La Villa de Santa María de Betancuria, en Fuerteventura, fue la primera capital de la isla y hoy es uno de los pueblos con mayor valor histórico de Canarias.
Fundada hace más de 600 años, este pequeño pueblo de Fuerteventura fue durante siglos el centro político, religioso y administrativo de la isla, además de convertirse en uno de los primeros asentamientos europeos del Archipiélago.
Su historia comienza en 1404, cuando el conquistador normando Jean de Bethencourt fundó la villa durante el proceso de conquista de Fuerteventura. De él tomó su nombre y, desde entonces, Betancuria se convirtió en un lugar clave para el desarrollo de la isla.
Un pueblo construido para resistir
Betancuria no nació junto al mar, sino en un valle rodeado de montañas. La elección respondió a un objetivo muy concreto: proteger a la población de los frecuentes ataques piratas que sufrían las costas canarias.
Además de ofrecer una posición estratégica, el entorno contaba con agua y tierras fértiles, lo que permitió el desarrollo de la agricultura, la ganadería y el comercio.
El pueblo donde se decidía el futuro de Fuerteventura
En Betancuria se encontraban el Cabildo, las principales autoridades civiles y militares, así como la iglesia de Santa María, que fue durante mucho tiempo la única parroquia de toda la isla. También se estableció el convento de San Buenaventura, convirtiendo a la villa en el principal centro político, administrativo y religioso de Fuerteventura.
Cuando los piratas llegaron a Betancuria
Su ubicación reducía el riesgo de ataques, pero no pudo evitar uno de los momentos más duros de su historia.

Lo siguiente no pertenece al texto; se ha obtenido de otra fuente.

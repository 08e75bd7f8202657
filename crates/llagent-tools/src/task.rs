//! `task` tool — recursive sub-task delegation.
//!
//! Spawns a nested agent loop via the [`SubagentSpawner`] handle in the
//! tool context. Synchronous runs block until the child finishes;
//! background runs return a `task-…` id that later `resume` calls poll.
//! Depth is gated before anything else so a child at the cap gets a tool
//! failure, not a panic.

use async_trait::async_trait;
use serde_json::{json, Value};

use llagent_core::{ToolResult, ToolSchema};

use crate::subagent::{SubagentOutcome, SubagentParams, SubagentType};
use crate::traits::{AgentTool, ToolContext, ToolError};
use crate::util::{optional_bool, optional_str};

/// The `task` tool.
pub struct TaskTool;

fn format_outcome(header: String, outcome: &SubagentOutcome) -> String {
    let mut output = header;
    if !outcome.tool_calls.is_empty() {
        output.push_str("\nTools called:\n");
        for call in &outcome.tool_calls {
            output.push_str(&format!("  - {call}\n"));
        }
    }
    if !outcome.output.is_empty() {
        output.push_str(&format!("\nResult:\n{}", outcome.output));
    }
    output
}

#[async_trait]
impl AgentTool for TaskTool {
    fn name(&self) -> &str {
        "task"
    }

    fn schema(&self) -> ToolSchema {
        ToolSchema {
            name: "task".into(),
            description: "Spawn a subagent to handle a complex task autonomously. Use for parallel exploration, planning, or delegating multi-step operations. The subagent runs with restricted tools based on its type and returns results when complete.\n\nTypes:\n- explore: Read-only codebase exploration (glob, read, limited bash)\n- plan: Architecture and design planning (glob, read)\n- general: Multi-step task execution (all tools except task)\n- bash: Shell command execution only\n\nBackground mode:\n- Set run_in_background=true to start the task without waiting\n- Returns a task_id that can be used with the resume parameter\n- Call again with resume=\"task_id\" to check status or get results".into(),
            parameters: json!({
                "type": "object",
                "properties": {
                    "subagent_type": {
                        "type": "string",
                        "enum": ["explore", "plan", "general", "bash"],
                        "description": "Type of subagent to spawn. Each type has different tool access.",
                        "default": "general"
                    },
                    "prompt": {
                        "type": "string",
                        "description": "The task description for the subagent to execute. Required for new tasks."
                    },
                    "description": {
                        "type": "string",
                        "description": "Short description shown in output (3-5 words)"
                    },
                    "run_in_background": {
                        "type": "boolean",
                        "description": "If true, start the task in background and return immediately with a task_id",
                        "default": false
                    },
                    "resume": {
                        "type": "string",
                        "description": "Task ID to resume/check status. When provided, other parameters are ignored."
                    }
                },
                "required": []
            }),
        }
    }

    async fn execute(&self, args: Value, ctx: &ToolContext) -> Result<ToolResult, ToolError> {
        let Some(spawner) = ctx.spawner.as_ref() else {
            return Ok(ToolResult::fail(
                "Internal error: subagent context not initialized",
            ));
        };

        if !spawner.can_spawn(ctx.subagent_depth) {
            return Ok(ToolResult::fail(format!(
                "Cannot spawn subagent: maximum nesting depth reached (depth={}, max={})",
                ctx.subagent_depth,
                spawner.max_depth()
            )));
        }

        let type_str = {
            let raw = optional_str(&args, "subagent_type");
            if raw.is_empty() {
                "general".to_owned()
            } else {
                raw
            }
        };
        let prompt = optional_str(&args, "prompt");
        let description = optional_str(&args, "description");
        let run_in_background = optional_bool(&args, "run_in_background");
        let resume_id = optional_str(&args, "resume");

        if !resume_id.is_empty() {
            if spawner.is_complete(&resume_id) {
                let Some(outcome) = spawner.take_result(&resume_id).await else {
                    return Ok(ToolResult::fail(format!(
                        "Task not found: {resume_id}. It may have already completed or never existed."
                    )));
                };
                let header = format!(
                    "Background task {resume_id} completed {} in {} iteration(s)\n",
                    if outcome.success { "successfully" } else { "with errors" },
                    outcome.iterations
                );
                return Ok(ToolResult {
                    success: outcome.success,
                    output: format_outcome(header, &outcome),
                    error: outcome.error,
                });
            }

            if spawner.active_tasks().contains(&resume_id) {
                return Ok(ToolResult::ok(format!(
                    "Task {resume_id} is still running. Call task with resume=\"{resume_id}\" again later to get results."
                )));
            }
            return Ok(ToolResult::fail(format!(
                "Task not found: {resume_id}. It may have already completed or never existed."
            )));
        }

        if prompt.is_empty() {
            return Ok(ToolResult::fail(
                "The 'prompt' parameter is required for new tasks",
            ));
        }

        let Some(subagent_type) = SubagentType::parse(&type_str) else {
            return Ok(ToolResult::fail(format!(
                "Invalid subagent_type: {type_str}. Valid types: explore, plan, general, bash"
            )));
        };

        let params = SubagentParams {
            subagent_type,
            prompt,
            description: if description.is_empty() {
                format!("{type_str}-task")
            } else {
                description
            },
        };

        if run_in_background {
            let task_id = spawner
                .start_background(params.clone(), ctx.subagent_depth)
                .await;
            return Ok(ToolResult::ok(format!(
                "Started background task: {task_id}\nType: {}\nDescription: {}\n\nTo check status or get results, call task with resume=\"{task_id}\"",
                subagent_type.name(),
                params.description
            )));
        }

        let outcome = spawner.run(params, ctx.subagent_depth).await;
        let header = format!(
            "Subagent ({}) {} in {} iteration(s)\n",
            subagent_type.name(),
            if outcome.success { "completed" } else { "failed" },
            outcome.iterations
        );
        Ok(ToolResult {
            success: outcome.success,
            output: format_outcome(header, &outcome),
            error: outcome.error,
        })
    }
}

// ─────────────────────────────────────────────────────────────────────────────
// Tests
// ─────────────────────────────────────────────────────────────────────────────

En 1593, tropas berberiscas saquearon el pueblo y destruyeron buena parte de sus edificios, incluida la iglesia de Santa María. Lejos de desaparecer, fue reconstruida y continuó siendo la capital de Fuerteventura durante varios siglos más.
Un pueblo que conserva historia
Con el paso del tiempo, Betancuria dejó de ser la capital de la isla, pero nunca perdió su importancia histórica. En 1978, su casco histórico fue declarado Conjunto Histórico, un reconocimiento que protege uno de los pueblos con mayor valor patrimonial de Canarias.
Hoy, recorrer sus calles es descubrir iglesias, casas tradicionales y rincones que narran más de seis siglos de historia. Betancuria no solo es uno de los pueblos más bonitos de España, sino también uno de los lugares imprescindibles para entender el pasado de Fuerteventura y de Canarias.
Fuente: Ayuntamiento de Betancuria.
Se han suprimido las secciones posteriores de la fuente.